Data records section start
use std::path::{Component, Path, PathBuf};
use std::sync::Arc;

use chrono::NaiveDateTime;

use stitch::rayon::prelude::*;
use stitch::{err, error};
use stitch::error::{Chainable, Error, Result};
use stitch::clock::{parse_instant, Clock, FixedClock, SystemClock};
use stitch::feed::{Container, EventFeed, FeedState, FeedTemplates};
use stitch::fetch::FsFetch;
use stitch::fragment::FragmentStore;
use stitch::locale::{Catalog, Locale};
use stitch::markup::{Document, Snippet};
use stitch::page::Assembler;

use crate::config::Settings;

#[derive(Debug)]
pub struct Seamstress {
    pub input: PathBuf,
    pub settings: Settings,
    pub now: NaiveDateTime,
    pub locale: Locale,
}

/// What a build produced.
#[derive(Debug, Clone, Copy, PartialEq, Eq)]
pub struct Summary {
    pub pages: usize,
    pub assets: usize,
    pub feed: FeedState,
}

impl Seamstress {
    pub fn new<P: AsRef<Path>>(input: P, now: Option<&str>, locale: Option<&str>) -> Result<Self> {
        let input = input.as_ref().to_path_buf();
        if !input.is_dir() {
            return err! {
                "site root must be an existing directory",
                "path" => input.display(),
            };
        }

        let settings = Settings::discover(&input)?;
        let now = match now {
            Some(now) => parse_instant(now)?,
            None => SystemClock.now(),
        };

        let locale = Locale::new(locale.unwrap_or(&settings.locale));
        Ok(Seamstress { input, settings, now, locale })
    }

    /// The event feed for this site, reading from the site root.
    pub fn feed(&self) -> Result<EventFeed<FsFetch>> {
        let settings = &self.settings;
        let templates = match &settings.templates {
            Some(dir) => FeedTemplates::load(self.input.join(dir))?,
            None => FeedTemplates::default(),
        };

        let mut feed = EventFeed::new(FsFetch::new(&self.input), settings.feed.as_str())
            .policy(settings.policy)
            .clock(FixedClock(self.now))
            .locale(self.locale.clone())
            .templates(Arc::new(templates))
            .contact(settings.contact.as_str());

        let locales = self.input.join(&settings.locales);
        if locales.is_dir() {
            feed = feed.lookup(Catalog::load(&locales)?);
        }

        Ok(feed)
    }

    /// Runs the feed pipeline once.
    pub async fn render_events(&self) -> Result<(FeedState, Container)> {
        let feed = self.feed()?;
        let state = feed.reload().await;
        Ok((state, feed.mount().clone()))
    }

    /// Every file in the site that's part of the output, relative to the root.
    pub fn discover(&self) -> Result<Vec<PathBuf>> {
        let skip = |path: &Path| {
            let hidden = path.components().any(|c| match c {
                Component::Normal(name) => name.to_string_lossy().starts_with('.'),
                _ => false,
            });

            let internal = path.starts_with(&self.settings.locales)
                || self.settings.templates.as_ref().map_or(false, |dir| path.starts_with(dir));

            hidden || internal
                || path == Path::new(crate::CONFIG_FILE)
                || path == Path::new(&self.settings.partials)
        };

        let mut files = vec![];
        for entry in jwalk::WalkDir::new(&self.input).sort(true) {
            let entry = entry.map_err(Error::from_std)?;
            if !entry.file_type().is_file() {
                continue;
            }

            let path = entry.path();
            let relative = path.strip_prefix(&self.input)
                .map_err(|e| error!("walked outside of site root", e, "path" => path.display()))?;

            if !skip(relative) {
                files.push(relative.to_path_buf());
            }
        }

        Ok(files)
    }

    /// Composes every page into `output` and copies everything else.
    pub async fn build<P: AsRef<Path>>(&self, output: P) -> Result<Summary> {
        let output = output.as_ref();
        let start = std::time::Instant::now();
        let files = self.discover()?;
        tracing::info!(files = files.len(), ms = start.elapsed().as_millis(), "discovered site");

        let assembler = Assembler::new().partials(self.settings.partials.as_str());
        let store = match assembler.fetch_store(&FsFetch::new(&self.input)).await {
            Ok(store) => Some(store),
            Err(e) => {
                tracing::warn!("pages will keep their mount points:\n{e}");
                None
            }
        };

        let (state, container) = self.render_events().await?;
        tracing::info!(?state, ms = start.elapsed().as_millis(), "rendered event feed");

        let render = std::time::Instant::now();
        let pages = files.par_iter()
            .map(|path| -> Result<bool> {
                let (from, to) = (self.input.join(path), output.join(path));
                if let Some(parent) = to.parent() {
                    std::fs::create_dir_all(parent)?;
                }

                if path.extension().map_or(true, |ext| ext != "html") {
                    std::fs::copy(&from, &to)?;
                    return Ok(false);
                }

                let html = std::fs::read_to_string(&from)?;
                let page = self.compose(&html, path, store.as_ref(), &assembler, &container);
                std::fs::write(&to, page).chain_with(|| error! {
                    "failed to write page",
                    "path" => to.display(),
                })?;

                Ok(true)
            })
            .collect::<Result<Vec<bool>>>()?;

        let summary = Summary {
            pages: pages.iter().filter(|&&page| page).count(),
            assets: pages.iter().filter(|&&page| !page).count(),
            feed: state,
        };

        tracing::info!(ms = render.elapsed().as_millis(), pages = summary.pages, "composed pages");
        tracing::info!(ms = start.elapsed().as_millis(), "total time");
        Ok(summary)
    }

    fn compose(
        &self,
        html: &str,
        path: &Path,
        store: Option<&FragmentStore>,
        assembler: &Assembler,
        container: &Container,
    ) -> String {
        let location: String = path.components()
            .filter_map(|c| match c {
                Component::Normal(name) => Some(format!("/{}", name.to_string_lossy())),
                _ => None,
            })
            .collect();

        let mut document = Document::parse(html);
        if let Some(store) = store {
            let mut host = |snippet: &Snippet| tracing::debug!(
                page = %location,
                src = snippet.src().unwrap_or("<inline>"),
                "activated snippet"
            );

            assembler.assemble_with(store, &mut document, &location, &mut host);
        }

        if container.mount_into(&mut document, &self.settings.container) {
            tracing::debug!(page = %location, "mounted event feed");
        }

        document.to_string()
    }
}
Data records section end
- _Exercise prompt_
Each line of the data above that contains the word "Option" counts once; report the total and add nothing.

- _Exercise output_
2